There’s no mea culpa – just a moving of the goalposts.

All it took for the Federal Reserve and the White House to admit they were wrong was 30-year high inflation, skyrocketing producer prices, a global supply chain crisis, and an energy calamity. Nearly 12 months after declaring that inflation would not arrive on the shores of the United States, the two most powerful institutions in the world are finally pivoting and coming up with a series of excuses for why they earned a platinum sombrero. But their blindness to the economic problems gripping the nation in 2021 potentially validated the great William F. Buckley’s assertion that he would rather be ruled by the first 100 people in the Boston phone book than the Harvard faculty.

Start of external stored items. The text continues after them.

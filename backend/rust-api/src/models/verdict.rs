use serde::{Deserialize, Serialize};

/// One result row. Key order matters: the comparator checks columns in
/// the order the statement produced them (serde_json preserves it).
pub type Row = serde_json::Map<String, serde_json::Value>;

/// Result set of a sandboxed statement, capped for display.
#[derive(Debug, Clone, Serialize, Deserialize)]
#[serde(rename_all = "camelCase")]
pub struct RowSet {
    pub columns: Vec<String>,
    pub rows: Vec<Row>,
    /// True count before the display cap was applied.
    pub row_count: usize,
    pub truncated: bool,
}

#[derive(Debug, Clone, PartialEq, Eq)]
pub enum CompareOutcome {
    Match,
    ColumnMismatch {
        expected: Vec<String>,
        actual: Vec<String>,
    },
    RowCountMismatch {
        expected: usize,
        actual: usize,
    },
    RowMismatch {
        index: usize,
        column: String,
    },
}

impl CompareOutcome {
    pub fn is_match(&self) -> bool {
        matches!(self, CompareOutcome::Match)
    }

    /// Short learner-facing explanation of the first difference found.
    pub fn feedback(&self) -> String {
        match self {
            CompareOutcome::Match => "Correct! Your query produced the expected result.".into(),
            CompareOutcome::ColumnMismatch { expected, actual } => format!(
                "Column mismatch: expected [{}], got [{}]. Check your SELECT list and aliases.",
                expected.join(", "),
                actual.join(", ")
            ),
            CompareOutcome::RowCountMismatch { expected, actual } => format!(
                "Row count mismatch: expected {} rows, got {}. Check your WHERE and JOIN conditions.",
                expected, actual
            ),
            CompareOutcome::RowMismatch { index, column } => format!(
                "Value mismatch at row {} in column '{}'.",
                index + 1,
                column
            ),
        }
    }
}

/// Error taxonomy assigned by the classifier. Ordering here is cosmetic;
/// matching precedence lives in the classifier's pattern table.
#[derive(Debug, Clone, Copy, PartialEq, Eq, Serialize, Deserialize)]
#[serde(rename_all = "snake_case")]
pub enum ErrorKind {
    SyntaxError,
    TableNotFound,
    ColumnNotFound,
    FunctionNotFound,
    AmbiguousColumn,
    GroupByViolation,
    AggregateMisuse,
    TypeMismatch,
    DivisionByZero,
    SubqueryError,
    PermissionDenied,
    Timeout,
    ForbiddenStatement,
    WrongAnswer,
    Unknown,
}

#[derive(Debug, Clone, Copy, PartialEq, Eq, Serialize, Deserialize)]
#[serde(rename_all = "lowercase")]
pub enum Severity {
    Info,
    Warning,
    Error,
}

/// Educational breakdown attached to failed attempts.
#[derive(Debug, Clone, Serialize, Deserialize)]
#[serde(rename_all = "camelCase")]
pub struct ErrorAnalysis {
    pub kind: ErrorKind,
    pub severity: Severity,
    pub title: String,
    pub explanation: String,
    #[serde(skip_serializing_if = "Vec::is_empty", default)]
    pub suggestions: Vec<String>,
    #[serde(skip_serializing_if = "Option::is_none")]
    pub example: Option<String>,
    #[serde(skip_serializing_if = "Option::is_none")]
    pub quick_fix: Option<String>,
    #[serde(skip_serializing_if = "Vec::is_empty", default)]
    pub performance_hints: Vec<String>,
}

Transitory Retires from Fed Lexicon

Speaking in front of the Senate Banking Committee on Dec. 1, Fed Chair Jerome Powell, who was recently nominated for a second term, revealed that he anticipates inflation will continue running hot into the middle of next year. However, the central revelation from this semi-annual congressional appearance was his forceful retirement of the term “transitory.”

Although he noted that the central bank possesses a different definition of the word than the general public, Powell argued that it is time to dump the term into the trash bin. He told Sen. Pat Toomey (R-PA):

“So I think the word transitory has different meanings to different people. To many, it carries a time, a sense of short-lived. We tend to use it to mean that it won’t leave a permanent mark in the form of higher inflation. I think it’s probably a good time to retire that word and try to explain more clearly what we mean.”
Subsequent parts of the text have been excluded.